Scientific software metrics with Depsy – a great new tool!
As a fellow of the Software Sustainability Institute, I have talked a lot about how important software is in science, and how we need to make sure we recognise its contribution. Writing good scientific software takes a lot of work, and can have a lot of impact on the community, but it tends not to be recognised anywhere near as much as writing papers. This needs to change!
Depsy, a new project run by ImpactStory, have developed an awesome new tool which allows you to investigate impact metrics for scientific software which has been published to the Python and R package indexes (PyPI and CRAN respectively). For example, if you go to the page for Py6S, you see something like this (click to enlarge):
This gives various statistics about my Py6S library, such as number of downloads, number of citations, and the PageRank value in the dependency network. However, far more importantly it gives the percentiles for each of these too. This is particularly useful for non-computing readers who may have absolutely no idea how many downloads to expect for a scientific Python library (what counts as “good”? 20 downloads? 20,000 downloads?). Here, they can see that Py6S is at the 89th percentile for downloads, 77th for citations and 84th for dependencies, and has an overall ‘impact’ percentile of 95%.
As well as making me feel nice and warm inside, this gives me some actual numbers to show that the time I spent on Py6S hasn’t been wasted, and it has actually had an impact. You can take this further and click on my name on the bottom left, and get to my metrics page, which shows that I am at the 91st percentile for impact…again something that makes me feel good, but can also be used in job applications, etc.
I won’t tell you how long I spent browsing around various projects and people that I know, but it was far too long, when I really should have been doing something else (fixing bugs in an algorithm, I think) instead.
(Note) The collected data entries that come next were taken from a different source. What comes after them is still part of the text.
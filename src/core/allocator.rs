//! Capture-time allocation.
//!
//! Timestamps are raw seconds counted from midnight of the folder's date and
//! may exceed a day; callers convert them with
//! [`normalize`](crate::core::timestamp::normalize).
//!
//! Gaps between consecutive photographs of the main activity window are
//! proportional to how different the two pictures look, so a near-identical
//! pair gets a short gap and a change of scene gets a long one.

use crate::core::difference::{pairwise, DifferenceMetric};
use crate::core::grouper::Shot;
use crate::core::incident::{self, IncidentError, IncidentPolicy, StagedShots};
use crate::core::jitter::Jitter;
use crate::core::timestamp::{parse_hms, TimeParseError};
use serde::{Deserialize, Serialize};
use std::path::PathBuf;

/// Configured anchor points of a work session, all in seconds.
#[derive(Debug, Clone, Copy, PartialEq, Eq, Serialize, Deserialize)]
pub struct Schedule {
    /// Arrival, as seconds of day.
    pub start: i64,
    /// Gap between arrival and the before-work photo.
    pub duration_before: i64,
    /// Width of the main activity window.
    pub duration: i64,
}

impl Schedule {
    pub fn from_hms(start: &str, duration_before: &str, duration: &str) -> Result<Self, TimeParseError> {
        Ok(Self {
            start: parse_hms(start)?,
            duration_before: parse_hms(duration_before)?,
            duration: parse_hms(duration)?,
        })
    }

    /// `[start, start + duration)`, the window used by single-photo days.
    pub fn window(&self) -> TimeWindow {
        TimeWindow {
            start: self.start,
            duration: self.duration,
        }
    }
}

/// Half-open interval of seconds of day.
#[derive(Debug, Clone, Copy, PartialEq, Eq, Serialize, Deserialize)]
pub struct TimeWindow {
    pub start: i64,
    pub duration: i64,
}

impl TimeWindow {
    pub fn end(&self) -> i64 {
        self.start + self.duration
    }

    pub fn contains(&self, t: i64) -> bool {
        t >= self.start && t < self.end()
    }
}

/// Timestamps for an incident, in timeline order.
#[derive(Debug, Clone, PartialEq)]
pub struct Allocation {
    pub entries: Vec<(Shot, i64)>,
    /// Shots that were deliberately left without a timestamp.
    pub skipped: Vec<Shot>,
}

pub struct Allocator {
    schedule: Schedule,
}

impl Allocator {
    pub fn new(schedule: Schedule) -> Self {
        Self { schedule }
    }

    pub fn schedule(&self) -> &Schedule {
        &self.schedule
    }

    /// Timestamps for a leaf folder, ascending, one per shot.
    ///
    /// The first shot is anchored at `start`, the second `duration_before`
    /// later, and the rest spread over `duration`. Both anchors carry jitter,
    /// so the result may fall outside the nominal window.
    pub fn flat<M, J>(&self, shots: &[Shot], metric: &M, jitter: &mut J) -> Vec<i64>
    where
        M: DifferenceMetric + ?Sized,
        J: Jitter + ?Sized,
    {
        let n = shots.len();
        if n == 0 {
            return Vec::new();
        }

        let t1 = self.schedule.start + jitter.offset();
        if n == 1 {
            return vec![t1];
        }

        let t2 = t1 + self.schedule.duration_before + jitter.offset();
        let mut times = vec![t1, t2];
        if n > 2 {
            let diffs = pairwise(metric, &paths(&shots[1..]));
            let gaps = weighted_gaps(&diffs, self.schedule.duration);
            times.extend(walk(t2, &gaps));
        }

        // anchors may invert under jitter
        times.sort_unstable();
        times
    }

    /// Timestamps for stage-typed shots, ascending, aligned with
    /// [`StagedShots::ordered`].
    ///
    /// The main window nominally opens at the before-work photo and both of
    /// its edges carry their own jitter, independent of the anchors. Edges
    /// are never clamped; a window that opens early is only reordered by the
    /// final sort.
    pub fn staged<M, J>(&self, staged: &StagedShots, metric: &M, jitter: &mut J) -> Vec<i64>
    where
        M: DifferenceMetric + ?Sized,
        J: Jitter + ?Sized,
    {
        let t_start = self.schedule.start + jitter.offset();
        let t_before = t_start + self.schedule.duration_before + jitter.offset();
        let mut times = vec![t_start, t_before];

        let m = staged.main.len();
        if m > 0 {
            let window_start = t_before + jitter.offset();
            let window_end = t_before + self.schedule.duration + jitter.offset();

            if m == 1 {
                times.push(window_end);
            } else {
                let diffs = pairwise(metric, &paths(&staged.main));
                let gaps = weighted_gaps(&diffs, (window_end - window_start).max(0));
                times.push(window_start);
                times.extend(walk(window_start, &gaps));
            }
        }

        times.sort_unstable();
        times
    }

    /// Allocate an incident under `policy`. `stages` must be grouped and
    /// sorted per stage, in stage order.
    pub fn incident<M, J>(
        &self,
        stages: Vec<Vec<Shot>>,
        policy: IncidentPolicy,
        metric: &M,
        jitter: &mut J,
    ) -> Result<Allocation, IncidentError>
    where
        M: DifferenceMetric + ?Sized,
        J: Jitter + ?Sized,
    {
        match policy {
            IncidentPolicy::StageTyped => {
                let staged = incident::classify(stages)?;
                let times = self.staged(&staged, metric, jitter);
                Ok(Allocation {
                    entries: staged.ordered().into_iter().zip(times).collect(),
                    skipped: staged.skipped,
                })
            }
            IncidentPolicy::FlatConcatenation => {
                let shots = incident::concatenate(stages);
                let times = self.flat(&shots, metric, jitter);
                Ok(Allocation {
                    entries: shots.into_iter().zip(times).collect(),
                    skipped: Vec::new(),
                })
            }
        }
    }
}

fn paths(shots: &[Shot]) -> Vec<PathBuf> {
    shots.iter().map(|s| s.path.clone()).collect()
}

/// Split `span` into one gap per difference, proportional to the
/// differences. Falls back to equal gaps when the differences sum to zero.
/// Every gap is at least one second.
pub fn weighted_gaps(diffs: &[f64], span: i64) -> Vec<i64> {
    if diffs.is_empty() {
        return Vec::new();
    }

    let weights: Vec<f64> = diffs
        .iter()
        .map(|d| if d.is_finite() && *d > 0.0 { *d } else { 0.0 })
        .collect();
    let total: f64 = weights.iter().sum();
    let span = span as f64;

    if total <= 0.0 {
        log::debug!("All {} differences are zero, using equal gaps", diffs.len());
        let gap = ((span / diffs.len() as f64).floor() as i64).max(1);
        return vec![gap; diffs.len()];
    }

    weights
        .iter()
        .map(|w| ((span * w / total).floor() as i64).max(1))
        .collect()
}

/// Cumulative sums of `gaps` starting after `from`.
fn walk(from: i64, gaps: &[i64]) -> Vec<i64> {
    gaps.iter()
        .scan(from, |current, gap| {
            *current += gap;
            Some(*current)
        })
        .collect()
}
Anyway, I thought I’d finish this post by summarising a few of the brilliant things about Depsy, and a few of the areas that could be improved. I’ve discussed all of the latter issues with the authors, and they are very keen to continue working on Depsy and improve it – and are currently actively seeking funding to do this. So, if you happen to have lots of money, please throw it their way!
So, great things:
- The percentiles. I’ve talked about this above, but they’re really great. (I think percentiles should be used a lot more in life generally, but that’s another blog post…)
- Their incredibly detailed about page, which links to huge amounts of information on how every statistic is calculated
- The open-source code that powers it, which allows you to check their algorithms and hack around with it (yes, I did spend a little while checking to make sure that they weren’t vulnerable to Little Bobby Tables attacks)
- The responsiveness of the development team: Jason and Heather have responded to my emails quickly, and taken on board lots of my comments already.
A few things that will be improved in the future, and a few more general concerns:
- Currently they try to guess whether a library is research software or not, but it seems to get a fair few things wrong. I believe they’re actively working on this.
- Citation searching is a bit dodgy at the moment. For example, it shows one citation for Py6S, but actually there is a paper on Py6S which has seven citations on Google Scholar. My idea for CITATION files could help them to link up packages and papers – so that’s another reason to add a CITATION file to your project!
- Not all scientific software is in Python and R, or hosted on Github, so they are hoping to expand their sources in the future.
- More generally, the issue with all metrics is that they never quite manage to capture what you’re interested in. Unfortunately, metrics are a fact of life in academia – but we need to be careful that we don’t start blindly applying ‘software impact metrics’ in unsuitable situations. Still, even if these metrics do start being used stupidly, they’re definitely better than the Impact Factor (after all, we know how they’re calculated for a start!)